How much are you looking at spending?

If you're very serious about good espresso, the best espresso from my experience and from research comes from a semi automatic commercial grade machine and commercial grade grinder. Cost is around $2000US. Fresh roasted beans along with some experience preparing espresso is also required.

For decent espresso the Gaggia line of espresso makers is pretty good. Solis also makes a good semi automatic machine. A very popular but finicky machine is the Rancilio Silvia.

Really good espresso is in the extraction. The fresher the ingredients, the better the grind, the better your hand and the better the machine the more controlled and even the extraction will be giving you a crema and taste rich cup.
 

mrgnomer

New member
Jan 22, 2006
149
0
Canada
I understand what you mean about easy bake oven machines. Before stumbling onto good coffee via some good coffee forums and then espresso the only thing I knew were steam pressured machines that called themselves espresso machines.

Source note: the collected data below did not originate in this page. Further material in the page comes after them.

use std::sync::Arc;
use std::sync::atomic::{AtomicU64, Ordering};

use thiserror::Error;
use tokio::sync::mpsc::UnboundedReceiver;
use tokio::sync::{Mutex, RwLock};
use tokio::task::JoinHandle;
use tracing::{debug, info, warn};

use poker_core::{EngineEventHandler, EngineSnapshot, RoomEngine, VoteTally};
use poker_persistence::ProfileStore;
use poker_types::{CardValue, ClientEvent, Identity, Role, Room, ServerEvent, Session, ids_match};

use crate::api::{ApiError, PokerApi};
use crate::transport::{TransportError, TransportEvent, TransportSession};

#[derive(Debug, Error)]
pub enum SyncError {
    #[error("not connected to the push channel")]
    Offline,
    #[error("not in a room")]
    NoRoom,
    #[error("no active voting session")]
    NoSession,
    #[error("superseded by a newer room change")]
    Superseded,
    #[error(transparent)]
    Api(#[from] ApiError),
    #[error(transparent)]
    Transport(#[from] TransportError),
    #[error(transparent)]
    Persistence(#[from] anyhow::Error),
}

/// Coordinates the REST surface, the push channel and the
/// reconciliation engine into one client-facing service.
///
/// Every authoritative mutation goes REST-first; the engine is updated
/// from the response or from the push echo, whichever arrives. The
/// service never lets a slow REST response clobber the engine after
/// the user has already moved to another room (join epochs).
pub struct SyncService {
    engine: Arc<RwLock<RoomEngine>>,
    transport: Arc<TransportSession>,
    api: Arc<dyn PokerApi>,
    store: Arc<ProfileStore>,
    /// Bumped by every join/leave; a REST join response from an older
    /// epoch is discarded instead of applied.
    join_epoch: AtomicU64,
    pump: Mutex<Option<JoinHandle<()>>>,
}

impl SyncService {
    pub fn new(
        api: Arc<dyn PokerApi>,
        transport: Arc<TransportSession>,
        store: Arc<ProfileStore>,
        identity: Identity,
    ) -> Arc<Self> {
        Arc::new(Self {
            engine: Arc::new(RwLock::new(RoomEngine::new(identity))),
            transport,
            api,
            store,
            join_epoch: AtomicU64::new(0),
            pump: Mutex::new(None),
        })
    }

    /// Spawns the event pump and opens the push channel. A connect
    /// failure is returned, but the transport keeps retrying in the
    /// background; the pump reflects eventual connectivity into the
    /// engine either way.
    pub async fn start(self: &Arc<Self>) -> Result<(), TransportError> {
        let (_id, rx) = self.transport.subscribe().await;
        let handle = tokio::spawn(run_pump(
            Arc::clone(&self.engine),
            Arc::clone(&self.transport),
            rx,
        ));
        if let Some(old) = self.pump.lock().await.replace(handle) {
            old.abort();
        }
        let identity = self.engine.read().await.identity().clone();
        self.transport.connect(identity).await
    }

    pub async fn shutdown(&self) {
        if let Some(pump) = self.pump.lock().await.take() {
            pump.abort();
        }
        self.transport.disconnect().await;
    }

    pub async fn state(&self) -> EngineSnapshot {
        self.engine.read().await.snapshot()
    }

    pub async fn tally(&self) -> Option<VoteTally> {
        self.engine.read().await.tally()
    }

    pub async fn identity(&self) -> Identity {
        self.engine.read().await.identity().clone()
    }

    pub async fn add_handler(&self, handler: Box<dyn EngineEventHandler>) {
        self.engine.write().await.add_handler(handler);
    }

    pub async fn list_rooms(&self) -> Result<Vec<Room>, SyncError> {
        Ok(self.api.list_rooms().await?)
    }

    pub async fn create_room(&self, name: &str) -> Result<Room, SyncError> {
        let epoch = self.begin_join();
        let room = self.api.create_room(name).await?;
        self.finish_join(epoch, room).await
    }

    pub async fn join_room(&self, room_id: &str) -> Result<Room, SyncError> {
        self.join_room_as(room_id, Role::Participant).await
    }

    pub async fn join_room_as(&self, room_id: &str, role: Role) -> Result<Room, SyncError> {
        let epoch = self.begin_join();
        let room = self.api.join_room(room_id, role).await?;
        self.finish_join(epoch, room).await
    }

    pub async fn join_by_code(&self, invite_code: &str) -> Result<Room, SyncError> {
        self.join_by_code_as(invite_code, Role::Participant).await
    }

    pub async fn join_by_code_as(&self, invite_code: &str, role: Role) -> Result<Room, SyncError> {
        let epoch = self.begin_join();
        let room = self.api.join_by_code(invite_code, role).await?;
        self.finish_join(epoch, room).await
    }

    /// On-demand authoritative refetch of the tracked room. The engine
    /// still ignores it if a push for the room already landed.
    pub async fn refresh_room(&self) -> Result<Room, SyncError> {
        let room_id = {
            let engine = self.engine.read().await;
            engine
                .room()
                .map(|room| room.id.clone())
                .ok_or(SyncError::NoRoom)?
        };
        let room = self.api.get_room(&room_id).await?;
        let mut engine = self.engine.write().await;
        // the user may have left or switched rooms while the request
        // was in flight
        if engine
            .room()
            .is_some_and(|current| ids_match(&current.id, &room.id))
        {
            engine.apply_snapshot(room.clone());
        }
        Ok(room)
    }

    pub async fn leave_room(&self) -> Result<(), SyncError> {
        self.join_epoch.fetch_add(1, Ordering::SeqCst);
        let room_id = {
            let mut engine = self.engine.write().await;
            let room_id = engine.room().map(|room| room.id.clone());
            engine.leave();
            room_id
        };
        let Some(room_id) = room_id else {
            return Ok(());
        };
        info!(%room_id, "left room");
        self.transport.leave_room(room_id).await;
        if let Err(e) = self.store.clear_last_room() {
            warn!(error = %e, "failed to clear rejoin hint");
        }
        Ok(())
    }

    /// Host action; the backend rejects non-hosts, this only
    /// propagates its answer.
    pub async fn start_session(
        &self,
        topic: &str,
        topic_link: Option<&str>,
    ) -> Result<Session, SyncError> {
        let room_id = {
            let engine = self.engine.read().await;
            engine
                .room()
                .map(|room| room.id.clone())
                .ok_or(SyncError::NoRoom)?
        };
        let session = self.api.start_session(&room_id, topic, topic_link).await?;
        self.engine
            .write()
            .await
            .apply_event(ServerEvent::SessionStarted(session.clone()));
        Ok(session)
    }

    /// REST-first with an optimistic local placeholder, rolled back if
    /// the backend refuses. Refused outright while offline: peers would
    /// never learn of the vote and reveal would hang on them.
    pub async fn cast_vote(&self, card: CardValue) -> Result<(), SyncError> {
        if !self.transport.is_connected().await {
            return Err(SyncError::Offline);
        }
        let (session_id, me) = {
            let engine = self.engine.read().await;
            let session = engine.session().ok_or(SyncError::NoSession)?;
            (session.id.clone(), engine.identity().anonymous_id.clone())
        };
        self.engine.write().await.note_vote(&me);
        match self.api.cast_vote(&session_id, card).await {
            Ok(()) => {
                self.transport
                    .emit(ClientEvent::VoteCast {
                        session_id,
                        vote: card,
                    })
                    .await;
                Ok(())
            }
            Err(e) => {
                self.engine.write().await.retract_vote(&me);
                Err(e.into())
            }
        }
    }

    /// The engine stays in `Collecting` until the authoritative
    /// `votes_revealed` push lands; only the backend knows the values.
    pub async fn reveal_votes(&self) -> Result<(), SyncError> {
        let session_id = self.session_id().await.ok_or(SyncError::NoSession)?;
        self.api.reveal_votes(&session_id).await?;
        self.transport
            .emit(ClientEvent::RevealVotes { session_id })
            .await;
        Ok(())
    }

    /// Reset has no REST endpoint: it is advisory-push only, applied
    /// locally at once and echoed to peers.
    pub async fn reset_votes(&self) -> Result<(), SyncError> {
        let session_id = self.session_id().await.ok_or(SyncError::NoSession)?;
        if !self.transport.is_connected().await {
            return Err(SyncError::Offline);
        }
        self.transport
            .emit(ClientEvent::ResetVotes { session_id })
            .await;
        self.engine.write().await.apply_event(ServerEvent::VotesReset);
        Ok(())
    }

    /// Forget everything local: room, identity, connection.
    pub async fn logout(&self) -> Result<(), SyncError> {
        self.join_epoch.fetch_add(1, Ordering::SeqCst);
        {
            // disconnect() drops subscribers, so the pump will not see
            // this transition; reflect it here
            let mut engine = self.engine.write().await;
            engine.leave();
            engine.set_connection(false);
        }
        self.transport.disconnect().await;
        self.store.clear_all()?;
        info!("logged out, local profile cleared");
        Ok(())
    }

    async fn session_id(&self) -> Option<String> {
        self.engine
            .read()
            .await
            .session()
            .map(|session| session.id.clone())
    }

    fn begin_join(&self) -> u64 {
        self.join_epoch.fetch_add(1, Ordering::SeqCst) + 1
    }

    async fn finish_join(&self, epoch: u64, room: Room) -> Result<Room, SyncError> {
        if self.join_epoch.load(Ordering::SeqCst) != epoch {
            debug!(room_id = %room.id, "stale join response discarded");
            return Err(SyncError::Superseded);
        }
        self.engine.write().await.apply_snapshot(room.clone());
        self.transport.join_room(room.id.clone()).await;
        if let Err(e) = self.store.set_last_room(&room.id) {
            warn!(error = %e, "failed to persist rejoin hint");
        }
        info!(room_id = %room.id, "joined room");
        Ok(room)
    }
}

/// Forwards transport events into the engine. On a reconnect the
/// tracked room is re-subscribed; the backend treats a duplicate join
/// as a no-op.
async fn run_pump(
    engine: Arc<RwLock<RoomEngine>>,
    transport: Arc<TransportSession>,
    mut rx: UnboundedReceiver<TransportEvent>,
) {
    while let Some(event) = rx.recv().await {
        match event {
            TransportEvent::Connected { reconnect } => {
                let room_id = {
                    let mut engine = engine.write().await;
                    engine.set_connection(true);
                    engine.room().map(|room| room.id.clone())
                };
                if reconnect {
                    if let Some(room_id) = room_id {
                        debug!(%room_id, "re-subscribing room after reconnect");
                        transport.join_room(room_id).await;
                    }
                }
            }
            TransportEvent::Disconnected => {
                engine.write().await.set_connection(false);
            }
            TransportEvent::Error(message) => {
                warn!(%message, "push channel error");
            }
            TransportEvent::Server(event) => {
                engine.write().await.apply_event(event);
            }
        }
    }
}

I've had two machines and two grinders in the last two years: a Rancilio Silvia and Rancilio Rocky grinder to start and currently my machine is a Quickmill Vetrano and a Macap M4 stepless grinder. Home roasting keeps the beans fresh and after two years and counting of research and practice the espresso my current set up gives me makes it worth the investment.

A good machine needs to generate between 8 to 9 bars of pressure to extract what is by definition espresso. It's the pressure that draws out elements in the coffee that no other extraction method can. It's why espresso is unique and for many the ultimate form of coffee extraction.

Most budget machines sell themselves on pump pressure but there's also more to a machine than just how much pressure it can put out. The higher the pressure doesn't mean the better the espresso either, in fact, 8-9 bars is ideal for espresso. Anything outside of that range can compromise regular extraction.

Good machines are adjustable, consistent and reliable. They're designed for espresso and use commercial or commercial grade parts. No gimmicks and elaborate promises just sound engineering and solid performance.

This is my current set up and I'm very pleased with it.

IMG_1461.jpg


Never would I have imagined spending so much on espresso equipment two years ago but after a year the investment not only started looking sound but necessary for the quality of espresso I was looking for.

Still there are other machines much, much less expensive that others can advise you on better than me on. You did stress good so this is my advice on what is necessary for good espresso.
 

MichaelZ

New member
Jan 5, 2007
8
0
:D
You can spend quite a bit on a home espresso machine. Always having been impressed with the Bodum products, I decided to try the Bodum Granos http://www.1stincoffee.com/detail.asp?PRODUCT_ID=3020

It looks really cool on the counter, (design has been compared to Robbie the Robot from the Forbidden Planet) has a cup warmer built in and a adapter for using bottled water. It's also very sturdily built. It produces a pretty nice cup of espresso. My only complaint is you really need to run one batch through it without grounds to get it up to the right temperature. The first cup is never quite hot enough. Beyond that, the price which can run anywhere from $350 - $500 makes it an attractive option. I'll admit, I'm a sucker for design, but I really like this machine.